As mentioned previously, this is not THE template — it is A template — so treat it more as a mechanism for regularly evaluating your workloads, identifying high-risk issues, and recording your improvements.
More importantly, make it yours. Add your own experience to it. Adapt it to your culture, to your needs.
Can you have the right answers to all questions?
Very unlikely at first, but over time it should be your goal. Again, it is more a learning path to support continuous improvement. Having ORR reviews makes it easy to save point-in-time milestones and track improvements to your operations.
Who should do an ORR?
ORR should preferably be done with the entire service team: the product owner, the technical product manager, backend and frontend developers, designers, architects, etc.
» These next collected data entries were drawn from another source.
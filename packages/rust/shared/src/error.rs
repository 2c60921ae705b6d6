//! Error types for KrishiMitra+.
//!
//! Library crates use [`KrishiMitraError`] via `thiserror`.
//! App crates (cli/server) wrap this with `color-eyre` for rich diagnostics.

use std::path::PathBuf;

/// Top-level error type for all KrishiMitra operations.
#[derive(Debug, thiserror::Error)]
pub enum KrishiMitraError {
    /// Configuration loading or validation error.
    #[error("config error: {message}")]
    Config { message: String },

    /// Network/HTTP error while talking to an external service.
    #[error("network error: {0}")]
    Network(String),

    /// Response body or payload could not be parsed.
    #[error("parse error: {message}")]
    Parse { message: String },

    /// A required user input was not provided (e.g. no image selected).
    #[error("missing input: {message}")]
    InputMissing { message: String },

    /// The user has not granted access to something we need (e.g. location).
    #[error("permission denied: {message}")]
    PermissionDenied { message: String },

    /// Filesystem I/O error.
    #[error("I/O error at {path:?}: {source}")]
    Io {
        path: PathBuf,
        source: std::io::Error,
    },

    /// Data validation error (unknown place, bad coordinates, etc.).
    #[error("validation error: {message}")]
    Validation { message: String },

    /// HTML-to-Markdown conversion error.
    #[error("conversion error: {0}")]
    Conversion(String),
}

/// Convenience alias used throughout the codebase.
pub type Result<T> = std::result::Result<T, KrishiMitraError>;

impl KrishiMitraError {
    /// Create a config error from any displayable message.
    pub fn config(msg: impl Into<String>) -> Self {
        Self::Config {
            message: msg.into(),
        }
    }

    /// Create a parse error from any displayable message.
    pub fn parse(msg: impl Into<String>) -> Self {
        Self::Parse {
            message: msg.into(),
        }
    }

    /// Create a missing-input error from any displayable message.
    pub fn input_missing(msg: impl Into<String>) -> Self {
        Self::InputMissing {
            message: msg.into(),
        }
    }

    /// Create a permission-denied error from any displayable message.
    pub fn permission_denied(msg: impl Into<String>) -> Self {
        Self::PermissionDenied {
            message: msg.into(),
        }
    }

    /// Create a validation error from any displayable message.
    pub fn validation(msg: impl Into<String>) -> Self {
        Self::Validation {
            message: msg.into(),
        }
    }

    /// Wrap a `std::io::Error` with a path for context.
    pub fn io(path: impl Into<PathBuf>, source: std::io::Error) -> Self {
        Self::Io {
            path: path.into(),
            source,
        }
    }

    /// The message to show inline to the user, without the category prefix.
    pub fn user_message(&self) -> String {
        match self {
            Self::InputMissing { message }
            | Self::PermissionDenied { message }
            | Self::Validation { message } => message.clone(),
            other => other.to_string(),
        }
    }
}
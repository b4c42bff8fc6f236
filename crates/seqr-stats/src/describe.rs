//! Single-pass descriptive aggregates.

use seqr_core::{Error, Result, Sequence};

/// Number of elements. A full traversal.
pub fn count<T: Clone + 'static>(seq: &Sequence<T>) -> usize {
    seq.iterate().count()
}

/// Sum of the projected values, folded from the additive identity. The
/// empty sum is `0.0`.
pub fn sum<T: Clone + 'static>(seq: &Sequence<T>, value: impl Fn(&T) -> f64) -> f64 {
    seq.iterate().map(|item| value(&item)).sum()
}

/// Smallest projected value. Fails on an empty sequence.
pub fn min<T: Clone + 'static>(seq: &Sequence<T>, value: impl Fn(&T) -> f64) -> Result<f64> {
    fold_extrema(seq, &value, "min").map(|(lo, _)| lo)
}

/// Largest projected value. Fails on an empty sequence.
pub fn max<T: Clone + 'static>(seq: &Sequence<T>, value: impl Fn(&T) -> f64) -> Result<f64> {
    fold_extrema(seq, &value, "max").map(|(_, hi)| hi)
}

/// `(min, max)` in a single pass. Fails on an empty sequence.
pub fn extrema<T: Clone + 'static>(
    seq: &Sequence<T>,
    value: impl Fn(&T) -> f64,
) -> Result<(f64, f64)> {
    fold_extrema(seq, &value, "extrema")
}

/// `max - min`, tracking both in a single pass.
pub fn amplitude<T: Clone + 'static>(
    seq: &Sequence<T>,
    value: impl Fn(&T) -> f64,
) -> Result<f64> {
    fold_extrema(seq, &value, "amplitude").map(|(lo, hi)| hi - lo)
}

/// Arithmetic mean: `sum / count`, tracking both in a single pass.
pub fn average<T: Clone + 'static>(
    seq: &Sequence<T>,
    value: impl Fn(&T) -> f64,
) -> Result<f64> {
    let mut total = 0.0;
    let mut n = 0usize;
    for item in seq.iterate() {
        total += value(&item);
        n += 1;
    }
    if n == 0 {
        return Err(Error::EmptySequence("average"));
    }
    Ok(total / n as f64)
}

/// The midrange: `(min + max) / 2`, one pass for both extremes.
///
/// Despite the name, this is NOT the arithmetic mean — that is
/// [`average`]. The name follows the engine's established vocabulary and
/// the two are different values in general.
pub fn mean<T: Clone + 'static>(seq: &Sequence<T>, value: impl Fn(&T) -> f64) -> Result<f64> {
    fold_extrema(seq, &value, "mean").map(|(lo, hi)| (lo + hi) / 2.0)
}

/// Single-pass extrema fold seeded by the first element. `stat` names the
/// caller in the empty-sequence error. Comparisons use `total_cmp`.
fn fold_extrema<T: Clone + 'static>(
    seq: &Sequence<T>,
    value: &impl Fn(&T) -> f64,
    stat: &'static str,
) -> Result<(f64, f64)> {
    let mut cursor = seq.iterate();
    let first = cursor.try_next().ok_or(Error::EmptySequence(stat))?;
    let mut lo = value(&first);
    let mut hi = lo;
    for item in cursor {
        let v = value(&item);
        if v.total_cmp(&lo).is_lt() {
            lo = v;
        }
        if v.total_cmp(&hi).is_gt() {
            hi = v;
        }
    }
    Ok((lo, hi))
}

#[cfg(test)]
mod tests {
    use super::*;

    fn seq(values: &[f64]) -> Sequence<f64> {
        Sequence::from_values(values.to_vec())
    }

    #[test]
    fn test_sum_of_empty_is_zero() {
        assert_eq!(sum(&Sequence::<f64>::empty(), |v| *v), 0.0);
    }

    #[test]
    fn test_amplitude_average_mean_differ() {
        // min 1, max 10: amplitude 9, average 4, midrange 5.5
        let s = seq(&[1.0, 2.0, 3.0, 10.0]);
        assert_eq!(amplitude(&s, |v| *v).unwrap(), 9.0);
        assert_eq!(average(&s, |v| *v).unwrap(), 4.0);
        assert_eq!(mean(&s, |v| *v).unwrap(), 5.5);
    }

    #[test]
    fn test_empty_extrema_fail() {
        let empty = Sequence::<f64>::empty();
        assert!(matches!(
            min(&empty, |v| *v),
            Err(Error::EmptySequence("min"))
        ));
        assert!(matches!(
            max(&empty, |v| *v),
            Err(Error::EmptySequence("max"))
        ));
        assert!(matches!(
            mean(&empty, |v| *v),
            Err(Error::EmptySequence("mean"))
        ));
    }
}
//! seqr CLI: descriptive statistics and grouping over CSV columns.

use clap::{Parser, Subcommand};
use serde::Serialize;
use std::path::PathBuf;
use std::process::ExitCode;

use seqr_io::Dataset;
use seqr_operators::SequenceExt;

#[derive(Parser)]
#[command(name = "seqr")]
#[command(about = "Lazy query/aggregation engine over CSV columns", long_about = None)]
struct Cli {
    #[command(subcommand)]
    command: Commands,
}

#[derive(Subcommand)]
enum Commands {
    /// Descriptive statistics for one numeric column
    Describe {
        /// Path to the CSV file
        #[arg(short, long)]
        input: PathBuf,

        /// Column to describe
        #[arg(short, long)]
        column: String,

        /// Emit the report as JSON
        #[arg(long)]
        json: bool,
    },

    /// Group rows by a column: sizes and optional per-bucket sums
    Group {
        /// Path to the CSV file
        #[arg(short, long)]
        input: PathBuf,

        /// Column to group by
        #[arg(short, long)]
        by: String,

        /// Numeric column to sum per bucket
        #[arg(long)]
        sum: Option<String>,
    },

    /// Distinct values of a column, in first-occurrence order
    Distinct {
        /// Path to the CSV file
        #[arg(short, long)]
        input: PathBuf,

        /// Column to deduplicate
        #[arg(short, long)]
        column: String,
    },
}

/// Report emitted by `describe`. `mean` is the midrange `(min + max) / 2`;
/// the arithmetic mean is `average`.
#[derive(Serialize)]
struct DescribeReport {
    column: String,
    count: usize,
    sum: f64,
    min: f64,
    max: f64,
    amplitude: f64,
    average: f64,
    mean: f64,
    median: f64,
    mode: f64,
    variance_population: f64,
    variance_sample: Option<f64>,
    stddev_population: f64,
    stddev_sample: Option<f64>,
}

fn main() -> ExitCode {
    tracing_subscriber::fmt()
        .with_env_filter(tracing_subscriber::EnvFilter::from_default_env())
        .init();

    let cli = Cli::parse();
    match run(cli) {
        Ok(()) => ExitCode::SUCCESS,
        Err(err) => {
            eprintln!("error: {err}");
            ExitCode::FAILURE
        }
    }
}

fn run(cli: Cli) -> Result<(), Box<dyn std::error::Error>> {
    match cli.command {
        Commands::Describe {
            input,
            column,
            json,
        } => {
            let dataset = Dataset::load(&input)?;
            let report = describe_column(&dataset, &column)?;
            if json {
                println!("{}", serde_json::to_string_pretty(&report)?);
            } else {
                print_report(&report);
            }
        }
        Commands::Group { input, by, sum } => {
            let dataset = Dataset::load(&input)?;
            let by_key = by.clone();
            let groups = dataset
                .rows()
                .group_by(move |row| row.field(&by_key).unwrap_or("").to_string());
            tracing::debug!(groups = groups.realize().len(), by = %by, "grouped rows");
            match sum {
                Some(sum_column) => {
                    // Non-numeric cells coerce to 0 for grouped sums.
                    let totals = groups.sums(|row| {
                        row.field(&sum_column)
                            .and_then(|s| s.trim().parse::<f64>().ok())
                            .unwrap_or(0.0)
                    });
                    for (key, total) in totals {
                        println!("{key}: {total}");
                    }
                }
                None => {
                    for (key, size) in groups.sizes() {
                        println!("{key}: {size}");
                    }
                }
            }
        }
        Commands::Distinct { input, column } => {
            let dataset = Dataset::load(&input)?;
            for value in dataset.column(&column)?.distinct().iterate() {
                println!("{value}");
            }
        }
    }
    Ok(())
}

fn describe_column(
    dataset: &Dataset,
    column: &str,
) -> Result<DescribeReport, Box<dyn std::error::Error>> {
    let values = dataset.column_f64(column)?;
    let id = |v: &f64| *v;

    let (min, max) = seqr_stats::extrema(&values, id)?;
    let report = DescribeReport {
        column: column.to_string(),
        count: seqr_stats::count(&values),
        sum: seqr_stats::sum(&values, id),
        min,
        max,
        amplitude: max - min,
        average: seqr_stats::average(&values, id)?,
        mean: seqr_stats::mean(&values, id)?,
        median: seqr_stats::median(&values, id)?,
        mode: seqr_stats::mode(&values, id)?,
        variance_population: seqr_stats::variance_population(&values, id)?,
        // Sample moments are undefined for a single row; report them as absent.
        variance_sample: seqr_stats::variance_sample(&values, id).ok(),
        stddev_population: seqr_stats::stddev_population(&values, id)?,
        stddev_sample: seqr_stats::stddev_sample(&values, id).ok(),
    };
    tracing::debug!(column = %column, count = report.count, "described column");
    Ok(report)
}

fn print_report(report: &DescribeReport) {
    println!("column:              {}", report.column);
    println!("count:               {}", report.count);
    println!("sum:                 {}", report.sum);
    println!("min:                 {}", report.min);
    println!("max:                 {}", report.max);
    println!("amplitude:           {}", report.amplitude);
    println!("average:             {}", report.average);
    println!("mean (midrange):     {}", report.mean);
    println!("median:              {}", report.median);
    println!("mode:                {}", report.mode);
    println!("variance (pop):      {}", report.variance_population);
    println!("stddev (pop):        {}", report.stddev_population);
    match (report.variance_sample, report.stddev_sample) {
        (Some(var), Some(dev)) => {
            println!("variance (sample):   {var}");
            println!("stddev (sample):     {dev}");
        }
        _ => println!("sample moments:      undefined (need at least 2 rows)"),
    }
}

#[cfg(test)]
mod tests {
    use super::Cli;
    use clap::Parser;

    #[test]
    fn describe_args_parse() {
        let cli = Cli::try_parse_from([
            "seqr", "describe", "--input", "data.csv", "--column", "age", "--json",
        ]);
        assert!(cli.is_ok());
    }

    #[test]
    fn group_requires_by() {
        let cli = Cli::try_parse_from(["seqr", "group", "--input", "data.csv"]);
        assert!(cli.is_err());
    }
}
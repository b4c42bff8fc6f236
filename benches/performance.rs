use criterion::{criterion_group, criterion_main, Criterion};
use seqr::prelude::*;
use seqr::stats;

/// Deterministic pseudo-shuffled input so runs are comparable.
fn scrambled(n: usize) -> Vec<i64> {
    (0..n).map(|i| ((i * 7919) % n) as i64).collect()
}

fn bench_order_stage(c: &mut Criterion) {
    let values = scrambled(1024);
    c.bench_function("order_1024", |b| {
        b.iter(|| {
            let seq = Sequence::from_values(values.clone()).order();
            let sorted = seq.to_vec();
            assert_eq!(sorted.len(), values.len());
        })
    });
}

fn bench_describe(c: &mut Criterion) {
    let values: Vec<f64> = scrambled(4096).into_iter().map(|v| v as f64).collect();
    let seq = Sequence::from_values(values);
    c.bench_function("describe_4096", |b| {
        b.iter(|| {
            let id = |v: &f64| *v;
            let _ = stats::average(&seq, id).unwrap();
            let _ = stats::variance_population(&seq, id).unwrap();
            let _ = stats::extrema(&seq, id).unwrap();
        })
    });
}

fn bench_group_by(c: &mut Criterion) {
    let values = scrambled(4096);
    c.bench_function("group_by_4096", |b| {
        b.iter(|| {
            let groups = Sequence::from_values(values.clone()).group_by(|v| v % 16);
            assert_eq!(groups.sizes().len(), 16);
        })
    });
}

criterion_group!(benches, bench_order_stage, bench_describe, bench_group_by);
criterion_main!(benches);
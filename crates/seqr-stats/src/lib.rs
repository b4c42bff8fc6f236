#![forbid(unsafe_code)]
//! seqr-stats: the reduce engine and descriptive statistics.
//!
//! Every statistic takes a sequence plus a projection to `f64`. Single-pass
//! aggregates (sum, extrema, average) stream through one cursor; the
//! order-dependent ones (median) go through the order stage; the moment
//! ones (variance, stddev) materialize the projected values once and run
//! their arithmetic passes over the owned buffer.
//!
//! Vocabulary warning: [`describe::mean`] is the midrange `(min + max) / 2`,
//! not the arithmetic mean. The arithmetic mean is [`describe::average`].

pub mod central;
pub mod describe;
pub mod dispersion;
pub mod reduce;

pub use central::{median, mode};
pub use describe::{amplitude, average, count, extrema, max, mean, min, sum};
pub use dispersion::{
    stddev_population, stddev_sample, variance_population, variance_sample,
};
pub use reduce::{fold, reduce};
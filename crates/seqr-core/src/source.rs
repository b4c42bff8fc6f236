//! Source adapters: where a sequence's elements come from.

use std::cell::RefCell;
use std::rc::Rc;

use crate::cursor::Cursor;

/// Normalizes heterogeneous sources into a single capability: acquire a
/// fresh cursor. Acquisition is deferred until a traversal actually starts.
pub enum Source<T> {
    /// An owned in-memory collection. Arrays, slices, and `Vec`s all
    /// normalize to this shape; every traversal re-reads from the start.
    Items(Rc<Vec<T>>),

    /// A raw single-pass cursor. The first traversal drains it; every later
    /// traversal observes an empty sequence.
    Once(Rc<RefCell<Option<Box<dyn Iterator<Item = T>>>>>),

    /// A deferred acquisition capability. Operator stages compose by
    /// wrapping the upstream's capability in their own.
    Thunk(Rc<dyn Fn() -> Cursor<T>>),
}

impl<T> Clone for Source<T> {
    fn clone(&self) -> Self {
        match self {
            Source::Items(items) => Source::Items(Rc::clone(items)),
            Source::Once(slot) => Source::Once(Rc::clone(slot)),
            Source::Thunk(make) => Source::Thunk(Rc::clone(make)),
        }
    }
}

impl<T: Clone + 'static> Source<T> {
    /// Acquire a fresh cursor over this source.
    pub fn acquire(&self) -> Cursor<T> {
        match self {
            Source::Items(items) => {
                let items = Rc::clone(items);
                let len = items.len();
                Cursor::new((0..len).map(move |i| items[i].clone()))
            }
            Source::Once(slot) => match slot.borrow_mut().take() {
                Some(iter) => Cursor::new(iter),
                None => Cursor::empty(),
            },
            Source::Thunk(make) => make(),
        }
    }
}
//! The operator surface: chaining combinators on [`Sequence`].

use std::cmp::Ordering;
use std::hash::Hash;
use std::rc::Rc;

use seqr_core::{Cursor, Sequence};

use crate::concat::Concat;
use crate::distinct::Distinct;
use crate::group::GroupBy;
use crate::intersect::membership;
use crate::sort::{Direction, OrderCursor};

/// Chaining combinators for lazy sequences.
///
/// Every method builds a new sequence wrapping this one's acquisition
/// capability; no elements are touched until the result is traversed. A
/// panicking caller-supplied closure unwinds to whoever is actively
/// pulling the cursor; nothing here retries or swallows it.
pub trait SequenceExt<T: Clone + 'static> {
    /// Keep elements accepted by `pred`. Pulls upstream until the
    /// predicate accepts or the upstream is exhausted.
    fn filter(&self, pred: impl Fn(&T) -> bool + 'static) -> Sequence<T>;

    /// 1:1 transform. No buffering.
    fn project<U: Clone + 'static>(&self, f: impl Fn(T) -> U + 'static) -> Sequence<U>;

    /// Suppress repeated elements, keeping first occurrences in order.
    fn distinct(&self) -> Sequence<T>
    where
        T: Eq + Hash;

    /// Suppress elements whose projected key was already seen.
    fn distinct_by<K: Eq + Hash + 'static>(
        &self,
        key: impl Fn(&T) -> K + 'static,
    ) -> Sequence<T>;

    /// Concatenate: this sequence's elements, then each of `others` in
    /// declaration order. Never interleaves.
    fn merge(&self, others: &[Sequence<T>]) -> Sequence<T>;

    /// Keep this sequence's elements whose value occurs in every one of
    /// `others`, in this sequence's order, duplicates included. Each extra
    /// source narrows the membership set. With no other sources this is a
    /// pass-through.
    fn intersect(&self, others: &[Sequence<T>]) -> Sequence<T>
    where
        T: Eq + Hash;

    /// Drop the first `count` elements, then pass through.
    fn skip(&self, count: usize) -> Sequence<T>;

    /// Pass through at most `count` elements, then report exhausted
    /// regardless of upstream state.
    fn take(&self, count: usize) -> Sequence<T>;

    /// Ascending sort under `T`'s total order.
    fn order(&self) -> Sequence<T>
    where
        T: Ord;

    /// Descending sort under `T`'s total order: the exact reverse of
    /// [`order`](SequenceExt::order).
    fn order_desc(&self) -> Sequence<T>
    where
        T: Ord;

    /// Sort under a caller-supplied three-way comparison. The upstream is
    /// consumed in full on the first pull, into an insertion-sorted
    /// buffer.
    fn order_by(
        &self,
        cmp: impl Fn(&T, &T) -> Ordering + 'static,
        direction: Direction,
    ) -> Sequence<T>;

    /// Sort by a derived key. An `Option` key sorts `None` first, so an
    /// absent value compares as the lowest possible value.
    fn order_by_key<K: Ord + 'static>(
        &self,
        key: impl Fn(&T) -> K + 'static,
        direction: Direction,
    ) -> Sequence<T>;

    /// Bucket elements by a derived key. The upstream is consumed once,
    /// on first access of the result.
    fn group_by<K: Eq + Hash + Clone + 'static>(
        &self,
        key: impl Fn(&T) -> K + 'static,
    ) -> GroupBy<K, T>;
}

impl<T: Clone + 'static> SequenceExt<T> for Sequence<T> {
    fn filter(&self, pred: impl Fn(&T) -> bool + 'static) -> Sequence<T> {
        let upstream = self.clone();
        let pred = Rc::new(pred);
        Sequence::from_fn(move || {
            let pred = Rc::clone(&pred);
            Cursor::new(upstream.iterate().filter(move |item| pred(item)))
        })
    }

    fn project<U: Clone + 'static>(&self, f: impl Fn(T) -> U + 'static) -> Sequence<U> {
        let upstream = self.clone();
        let f = Rc::new(f);
        Sequence::from_fn(move || {
            let f = Rc::clone(&f);
            Cursor::new(upstream.iterate().map(move |item| f(item)))
        })
    }

    fn distinct(&self) -> Sequence<T>
    where
        T: Eq + Hash,
    {
        self.distinct_by(T::clone)
    }

    fn distinct_by<K: Eq + Hash + 'static>(
        &self,
        key: impl Fn(&T) -> K + 'static,
    ) -> Sequence<T> {
        let upstream = self.clone();
        let key: Rc<dyn Fn(&T) -> K> = Rc::new(key);
        Sequence::from_fn(move || {
            Cursor::new(Distinct::new(upstream.iterate(), Rc::clone(&key)))
        })
    }

    fn merge(&self, others: &[Sequence<T>]) -> Sequence<T> {
        let mut sources = vec![self.clone()];
        sources.extend(others.iter().cloned());
        Sequence::from_fn(move || Cursor::new(Concat::new(sources.clone())))
    }

    fn intersect(&self, others: &[Sequence<T>]) -> Sequence<T>
    where
        T: Eq + Hash,
    {
        if others.is_empty() {
            return self.clone();
        }
        let upstream = self.clone();
        let others = others.to_vec();
        Sequence::from_fn(move || {
            // The membership set is built at traversal start, then this
            // sequence streams through it.
            let keep = membership(&others);
            Cursor::new(upstream.iterate().filter(move |item| keep.contains(item)))
        })
    }

    fn skip(&self, count: usize) -> Sequence<T> {
        let upstream = self.clone();
        Sequence::from_fn(move || Cursor::new(upstream.iterate().skip(count)))
    }

    fn take(&self, count: usize) -> Sequence<T> {
        let upstream = self.clone();
        Sequence::from_fn(move || Cursor::new(upstream.iterate().take(count)))
    }

    fn order(&self) -> Sequence<T>
    where
        T: Ord,
    {
        self.order_by(T::cmp, Direction::Ascending)
    }

    fn order_desc(&self) -> Sequence<T>
    where
        T: Ord,
    {
        self.order_by(T::cmp, Direction::Descending)
    }

    fn order_by(
        &self,
        cmp: impl Fn(&T, &T) -> Ordering + 'static,
        direction: Direction,
    ) -> Sequence<T> {
        let upstream = self.clone();
        let cmp: Rc<dyn Fn(&T, &T) -> Ordering> = Rc::new(cmp);
        Sequence::from_fn(move || {
            Cursor::new(OrderCursor::new(
                upstream.iterate(),
                Rc::clone(&cmp),
                direction,
            ))
        })
    }

    fn order_by_key<K: Ord + 'static>(
        &self,
        key: impl Fn(&T) -> K + 'static,
        direction: Direction,
    ) -> Sequence<T> {
        self.order_by(move |a, b| key(a).cmp(&key(b)), direction)
    }

    fn group_by<K: Eq + Hash + Clone + 'static>(
        &self,
        key: impl Fn(&T) -> K + 'static,
    ) -> GroupBy<K, T> {
        GroupBy::new(self.clone(), Rc::new(key))
    }
}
Everyone who was involved in one way or another with the service. The more diversity, the better. We want to avoid confirmation bias as much as possible.
When should you do an ORR?
A formal ORR should be done before the initial service launch and after any significant technological change. It should be repeated periodically (about once per year) to ensure that things haven’t drifted away from operational expectations but instead improved over time.
How does an ORR differ from an AWS Well-Architected review?
While there are some overlaps, the AWS Well-Architected review provides customers and partners a means to evaluate architectures and implement designs that can scale over time. It describes the key concepts, design principles, and architectural best practices for designing and running workloads in the cloud. ORR addresses and focuses on the operational aspect of a particular service.
Operational Readiness Review Template
The ORR template is organized as follows:
1 — Service Definition and Goals
2 — Architecture
3 — Failures and Impact
4 — Risk Assessment
5 — Metrics and Alarms
6 — Testing
7 — Deployment
8 — Operations
9 — Disaster Recovery
NOTE 1: As you may have noticed, I didn’t include security in there! And for a good reason — security must have it’s own, in-depth, review.
1 — Service Definition and Goals
Describe what your service does from the customer’s point of view.
Describe your operational goals for the service.
What is the SLA of the service?
What are the business scaling drivers correlated with your services? (e.g. number of users, sales, marketing, ad-hoc, …)
Are you conducting an in-depth security review of your service?
2 — Architecture
Describe the architecture of your service. Call out the critical functionalities. Identify the different components of the system and how they interact with one another.
Describe each component of your system.
Does your service support auto-scaling ? Describe the mechanisms and expectations.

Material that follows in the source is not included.